**Material provided**
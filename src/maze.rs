// Standard library
use std::fmt;

// MAZE
use crate::error::{MazeError, Result};
use crate::graph::{AdjacencyGraph, Graph};
use crate::grid::{CellRef, Coord, Dimensions, Direction, Grid, DIRECTIONS};

/// Whether the edge of the playable region counts as a wall.
#[derive(Debug, Copy, Clone, PartialEq, Eq, clap::ValueEnum)]
pub enum BoundaryMode {
    /// A missing or masked-out neighbour is not a wall.
    Open,
    /// A missing or masked-out neighbour is reported as a wall.
    Closed,
}

impl Default for BoundaryMode {
    fn default() -> Self {
        BoundaryMode::Open
    }
}

#[derive(Debug, Copy, Clone, PartialEq, Eq, Hash)]
pub struct Wall {
    pub x: isize,
    pub y: isize,
    pub direction: Direction,
}

impl Wall {
    pub fn new(pos: Coord, direction: Direction) -> Self {
        Self {
            x: pos.x(),
            y: pos.y(),
            direction,
        }
    }

    pub fn coord(&self) -> Coord {
        Coord::new(self.x, self.y)
    }
}

impl fmt::Display for Wall {
    fn fmt(&self, f: &mut fmt::Formatter<'_>) -> fmt::Result {
        write!(f, "{} {}", self.coord(), self.direction)
    }
}

/// A grid of cells mapped onto the vertices of a graph.
///
/// Cells carry two flags: a reveal state written by generation and search
/// algorithms, and a validity mask that carves the playable region out of the
/// rectangle. Passages live in the graph; the maze only reads them.
#[derive(Debug, Clone)]
pub struct Maze<G: Graph = AdjacencyGraph> {
    dim: Dimensions,
    graph: G,
    cell_states: Grid<bool>,
    valid_cells: Grid<bool>,
    boundary: BoundaryMode,
}

impl Maze<AdjacencyGraph> {
    pub fn new(width: usize, height: usize) -> Self {
        let dim = Dimensions::new(width, height);
        Self {
            dim,
            graph: AdjacencyGraph::new(dim.size()),
            cell_states: Grid::new(dim),
            valid_cells: Grid::filled(dim, true),
            boundary: BoundaryMode::default(),
        }
    }
}

impl<G: Graph> Maze<G> {
    pub fn with_graph(width: usize, height: usize, graph: G) -> Result<Self> {
        let dim = Dimensions::new(width, height);
        if graph.vertex_count() != dim.size() {
            return Err(MazeError::length_mismatch(dim.size(), graph.vertex_count()));
        }
        Ok(Self {
            dim,
            graph,
            cell_states: Grid::new(dim),
            valid_cells: Grid::filled(dim, true),
            boundary: BoundaryMode::default(),
        })
    }

    #[inline]
    pub fn width(&self) -> usize {
        self.dim.width()
    }

    #[inline]
    pub fn height(&self) -> usize {
        self.dim.height()
    }

    #[inline]
    pub fn dim(&self) -> &Dimensions {
        &self.dim
    }

    #[inline]
    pub fn vertex_count(&self) -> usize {
        self.dim.size()
    }

    #[inline]
    pub fn index_of(&self, pos: Coord) -> isize {
        self.dim.index(pos)
    }

    #[inline]
    pub fn coord_of(&self, idx: isize) -> Coord {
        self.dim.coord(idx)
    }

    pub fn is_valid_coordinate<C: Into<CellRef>>(&self, cell: C) -> bool {
        match cell.into() {
            CellRef::Index(idx) => self.dim.contains_index(idx),
            CellRef::Coord(pos) => self.dim.contains(pos),
        }
    }

    pub fn is_valid_cell<C: Into<CellRef>>(&self, cell: C) -> Result<bool> {
        lookup(&self.valid_cells, cell.into())
    }

    /// Rebuilds the mask from `rule(old, index)`, in ascending index order.
    pub fn set_validity_rule<F>(&mut self, rule: F)
    where
        F: FnMut(bool, usize) -> bool,
    {
        self.valid_cells = self.valid_cells.map_indexed(rule);
        log::trace!(
            "validity rule applied, {} of {} cells valid",
            self.valid_cell_count(),
            self.vertex_count()
        );
    }

    pub fn set_cell_validity<C: Into<CellRef>>(&mut self, cell: C, valid: bool) -> Result<()> {
        store(&mut self.valid_cells, cell.into(), valid)
    }

    pub fn valid_cells(&self) -> &[bool] {
        self.valid_cells.as_slice()
    }

    pub fn valid_cell_count(&self) -> usize {
        self.valid_cells.iter().filter(|valid| **valid).count()
    }

    pub fn set_cell_state<C: Into<CellRef>>(&mut self, cell: C, state: bool) -> Result<()> {
        store(&mut self.cell_states, cell.into(), state)
    }

    pub fn get_cell_state<C: Into<CellRef>>(&self, cell: C) -> Result<bool> {
        lookup(&self.cell_states, cell.into())
    }

    pub fn replace_cell_states(&mut self, states: Vec<bool>) -> Result<()> {
        self.cell_states.switch_data(states)?;
        log::trace!("cell states replaced");
        Ok(())
    }

    pub fn cell_states(&self) -> &[bool] {
        self.cell_states.as_slice()
    }

    pub fn reset_cell_states(&mut self) {
        self.cell_states.fill(false);
    }

    #[inline]
    pub fn neighbor(&self, pos: Coord, dir: Direction) -> Coord {
        pos.offset(dir)
    }

    /// Whether a passage joins `pos` and its neighbour in `dir`. Always false
    /// when either end lies outside the grid.
    pub fn has_edge(&self, pos: Coord, dir: Direction) -> bool {
        let next = pos.offset(dir);
        if !self.dim.contains(pos) || !self.dim.contains(next) {
            return false;
        }
        self.graph.has_edge(self.index_of(pos), self.index_of(next))
    }

    pub fn get_inter_cell(&self, pos: Coord, dir: Direction) -> Option<Coord> {
        let next = pos.offset(dir);
        if self.in_region(next) {
            Some(next)
        } else {
            None
        }
    }

    /// Indices of the in-region neighbours of `idx` for which `filter` is set,
    /// in top, bottom, left, right order.
    pub fn neighbors_filtered(&self, idx: usize, filter: &[bool]) -> Result<Vec<usize>> {
        if filter.len() != self.vertex_count() {
            return Err(MazeError::length_mismatch(self.vertex_count(), filter.len()));
        }
        if !self.dim.contains_index(idx as isize) {
            return Err(MazeError::out_of_range(idx, self.vertex_count()));
        }
        let pos = self.coord_of(idx as isize);
        Ok(DIRECTIONS
            .iter()
            .map(|dir| pos.offset(*dir))
            .filter(|next| self.in_region(*next))
            .map(|next| self.index_of(next) as usize)
            .filter(|next| filter[*next])
            .collect())
    }

    pub fn walls_on<C: Into<CellRef>>(&self, cell: C, allowed: &[Direction]) -> Vec<Wall> {
        let pos = self.dim.resolve_coord(cell.into());
        if !self.in_region(pos) {
            return vec![];
        }
        DIRECTIONS
            .iter()
            .copied()
            .filter(|dir| allowed.contains(dir))
            .filter(|dir| {
                if self.in_region(pos.offset(*dir)) {
                    !self.has_edge(pos, *dir)
                } else {
                    self.boundary == BoundaryMode::Closed
                }
            })
            .map(|dir| Wall::new(pos, dir))
            .collect()
    }

    pub fn all_walls_on<C: Into<CellRef>>(&self, cell: C) -> Vec<Wall> {
        self.walls_on(cell, &DIRECTIONS)
    }

    #[inline]
    pub fn boundary(&self) -> BoundaryMode {
        self.boundary
    }

    pub fn set_boundary(&mut self, boundary: BoundaryMode) {
        self.boundary = boundary;
    }

    pub fn graph(&self) -> &G {
        &self.graph
    }

    /// Generation algorithms open passages through this.
    pub fn graph_mut(&mut self) -> &mut G {
        &mut self.graph
    }

    pub fn set_graph(&mut self, graph: G) -> Result<()> {
        if graph.vertex_count() != self.vertex_count() {
            return Err(MazeError::length_mismatch(
                self.vertex_count(),
                graph.vertex_count(),
            ));
        }
        self.graph = graph;
        Ok(())
    }

    fn in_region(&self, pos: Coord) -> bool {
        self.valid_cells.get_at(pos).unwrap_or(false)
    }
}

fn lookup(grid: &Grid<bool>, cell: CellRef) -> Result<bool> {
    match cell {
        CellRef::Index(idx) => grid.get(idx),
        CellRef::Coord(pos) => grid.get_at(pos),
    }
}

fn store(grid: &mut Grid<bool>, cell: CellRef, value: bool) -> Result<()> {
    match cell {
        CellRef::Index(idx) => grid.set(idx, value),
        CellRef::Coord(pos) => grid.set_at(pos, value),
    }
}

#[cfg(test)]
mod tests {
    use super::*;

    fn open(maze: &mut Maze, a: Coord, b: Coord) {
        let (u, v) = (maze.index_of(a) as usize, maze.index_of(b) as usize);
        maze.graph_mut().add_edge(u, v).unwrap();
    }

    #[test]
    fn fresh_maze() {
        let maze = Maze::new(4, 3);
        assert_eq!(maze.vertex_count(), 12);
        assert_eq!(maze.graph().vertex_count(), 12);
        assert!(maze.cell_states().iter().all(|s| !s));
        assert!(maze.valid_cells().iter().all(|v| *v));
        assert_eq!(maze.boundary(), BoundaryMode::Open);
    }

    #[test]
    fn validity_accepts_both_forms() {
        let maze = Maze::new(3, 3);
        assert!(maze.is_valid_coordinate(Coord::new(2, 2)));
        assert!(!maze.is_valid_coordinate(Coord::new(3, 0)));
        assert!(!maze.is_valid_coordinate(Coord::new(0, -1)));
        assert!(maze.is_valid_coordinate(8usize));
        assert!(!maze.is_valid_coordinate(9usize));
        assert!(!maze.is_valid_coordinate(-1isize));

        assert!(maze.is_valid_cell(Coord::new(1, 1)).unwrap());
        assert!(maze.is_valid_cell(4usize).unwrap());
        assert!(matches!(
            maze.is_valid_cell(9usize),
            Err(MazeError::IndexOutOfRange { index: 9, len: 9 })
        ));
        assert!(maze.is_valid_cell(Coord::new(3, 0)).is_err());
    }

    #[test]
    fn cell_state_accessors() {
        let mut maze = Maze::new(3, 2);
        maze.set_cell_state(Coord::new(2, 1), true).unwrap();
        maze.set_cell_state(0usize, true).unwrap();
        assert!(maze.get_cell_state(5usize).unwrap());
        assert!(maze.get_cell_state(Coord::new(0, 0)).unwrap());
        assert!(!maze.get_cell_state(Coord::new(1, 0)).unwrap());
        assert!(maze.set_cell_state(6usize, true).is_err());

        assert!(matches!(
            maze.replace_cell_states(vec![true; 5]),
            Err(MazeError::LengthMismatch {
                expected: 6,
                actual: 5
            })
        ));
        maze.replace_cell_states(vec![true; 6]).unwrap();
        assert!(maze.cell_states().iter().all(|s| *s));
        maze.reset_cell_states();
        assert!(maze.cell_states().iter().all(|s| !s));
    }

    #[test]
    fn per_cell_validity() {
        let mut maze = Maze::new(2, 2);
        maze.set_cell_validity(Coord::new(1, 0), false).unwrap();
        assert!(!maze.is_valid_cell(1usize).unwrap());
        assert_eq!(maze.valid_cell_count(), 3);
        assert!(maze.set_cell_validity(4usize, false).is_err());
    }

    #[test]
    fn has_edge_is_false_off_grid() {
        let mut maze = Maze::new(3, 3);
        // (2, 0) -> (0, 1) would alias through index arithmetic
        maze.graph_mut().add_edge(2, 3).unwrap();
        assert!(!maze.has_edge(Coord::new(2, 0), Direction::Right));
        assert!(!maze.has_edge(Coord::new(0, 0), Direction::Top));
        assert!(!maze.has_edge(Coord::new(-4, 7), Direction::Left));
    }

    #[test]
    fn extreme_coordinates_are_outside() {
        let maze = Maze::new(3, 3);
        let far = Coord::new(isize::MAX, isize::MAX);
        assert!(!maze.is_valid_coordinate(far));
        assert!(!maze.is_valid_coordinate(maze.index_of(far)));
        assert!(!maze.has_edge(Coord::new(isize::MAX, 0), Direction::Right));
        assert!(!maze.has_edge(Coord::new(0, isize::MIN), Direction::Top));
        assert_eq!(maze.get_inter_cell(Coord::new(isize::MIN, 1), Direction::Left), None);
        assert!(maze.all_walls_on(far).is_empty());
        assert!(maze.get_cell_state(far).is_err());
    }

    #[test]
    fn inter_cell_respects_mask_and_bounds() {
        let mut maze = Maze::new(3, 3);
        maze.set_validity_rule(|_, idx| idx != 1);
        let corner = Coord::new(0, 0);
        assert_eq!(maze.get_inter_cell(corner, Direction::Top), None);
        assert_eq!(maze.get_inter_cell(corner, Direction::Right), None);
        assert_eq!(
            maze.get_inter_cell(corner, Direction::Bottom),
            Some(Coord::new(0, 1))
        );
    }

    #[test]
    fn neighbors_filtered_order_and_filter() {
        let maze = Maze::new(3, 3);
        let all = vec![true; 9];
        assert_eq!(maze.neighbors_filtered(4, &all).unwrap(), vec![1, 7, 3, 5]);
        assert_eq!(maze.neighbors_filtered(0, &all).unwrap(), vec![3, 1]);

        let mut filter = vec![true; 9];
        filter[7] = false;
        assert_eq!(maze.neighbors_filtered(4, &filter).unwrap(), vec![1, 3, 5]);
        assert!(maze.neighbors_filtered(4, &[true; 4]).is_err());
        assert!(matches!(
            maze.neighbors_filtered(9, &all),
            Err(MazeError::IndexOutOfRange { index: 9, len: 9 })
        ));
    }

    #[test]
    fn walls_follow_edges() {
        let mut maze = Maze::new(2, 1);
        let (a, b) = (Coord::new(0, 0), Coord::new(1, 0));
        assert_eq!(
            maze.all_walls_on(a),
            vec![Wall::new(a, Direction::Right)]
        );
        open(&mut maze, a, b);
        assert!(maze.all_walls_on(a).is_empty());
        assert!(maze.all_walls_on(1usize).is_empty());
    }

    #[test]
    fn walls_on_allowed_directions_only() {
        let maze = Maze::new(3, 3);
        let walls = maze.walls_on(Coord::new(1, 1), &[Direction::Right, Direction::Top]);
        let dirs: Vec<Direction> = walls.iter().map(|w| w.direction).collect();
        assert_eq!(dirs, vec![Direction::Top, Direction::Right]);
    }

    #[test]
    fn closed_boundary_reports_outer_walls() {
        let mut maze = Maze::new(3, 3);
        assert_eq!(maze.all_walls_on(Coord::new(0, 0)).len(), 2);
        maze.set_boundary(BoundaryMode::Closed);
        assert_eq!(maze.all_walls_on(Coord::new(0, 0)).len(), 4);

        maze.set_cell_validity(Coord::new(1, 0), false).unwrap();
        let walls = maze.all_walls_on(Coord::new(0, 0));
        assert!(walls.contains(&Wall::new(Coord::new(0, 0), Direction::Right)));
    }

    #[test]
    fn replace_graph_checks_vertex_count() {
        let mut maze = Maze::new(2, 2);
        assert!(matches!(
            maze.set_graph(AdjacencyGraph::new(3)),
            Err(MazeError::LengthMismatch {
                expected: 4,
                actual: 3
            })
        ));
        let mut graph = AdjacencyGraph::new(4);
        graph.add_edge(0, 1).unwrap();
        maze.set_graph(graph).unwrap();
        assert!(maze.has_edge(Coord::new(0, 0), Direction::Right));
        assert!(Maze::with_graph(3, 3, AdjacencyGraph::new(8)).is_err());
    }
}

**Task objective**
Repeat the material above exactly, beginning with its first line and ending with the line that holds "pub struct Maze<G: Graph", and leave out everything else.

**Solution to the exercise**
filename src/maze.rs
// Standard library
use std::fmt;

// MAZE
use crate::error::{MazeError, Result};
use crate::graph::{AdjacencyGraph, Graph};
use crate::grid::{CellRef, Coord, Dimensions, Direction, Grid, DIRECTIONS};

/// Whether the edge of the playable region counts as a wall.
#[derive(Debug, Copy, Clone, PartialEq, Eq, clap::ValueEnum)]
pub enum BoundaryMode {
    /// A missing or masked-out neighbour is not a wall.
    Open,
    /// A missing or masked-out neighbour is reported as a wall.
    Closed,
}

impl Default for BoundaryMode {
    fn default() -> Self {
        BoundaryMode::Open
    }
}

#[derive(Debug, Copy, Clone, PartialEq, Eq, Hash)]
pub struct Wall {
    pub x: isize,
    pub y: isize,
    pub direction: Direction,
}

impl Wall {
    pub fn new(pos: Coord, direction: Direction) -> Self {
        Self {
            x: pos.x(),
            y: pos.y(),
            direction,
        }
    }

    pub fn coord(&self) -> Coord {
        Coord::new(self.x, self.y)
    }
}

impl fmt::Display for Wall {
    fn fmt(&self, f: &mut fmt::Formatter<'_>) -> fmt::Result {
        write!(f, "{} {}", self.coord(), self.direction)
    }
}

/// A grid of cells mapped onto the vertices of a graph.
///
/// Cells carry two flags: a reveal state written by generation and search
/// algorithms, and a validity mask that carves the playable region out of the
/// rectangle. Passages live in the graph; the maze only reads them.
#[derive(Debug, Clone)]
pub struct Maze<G: Graph = AdjacencyGraph> {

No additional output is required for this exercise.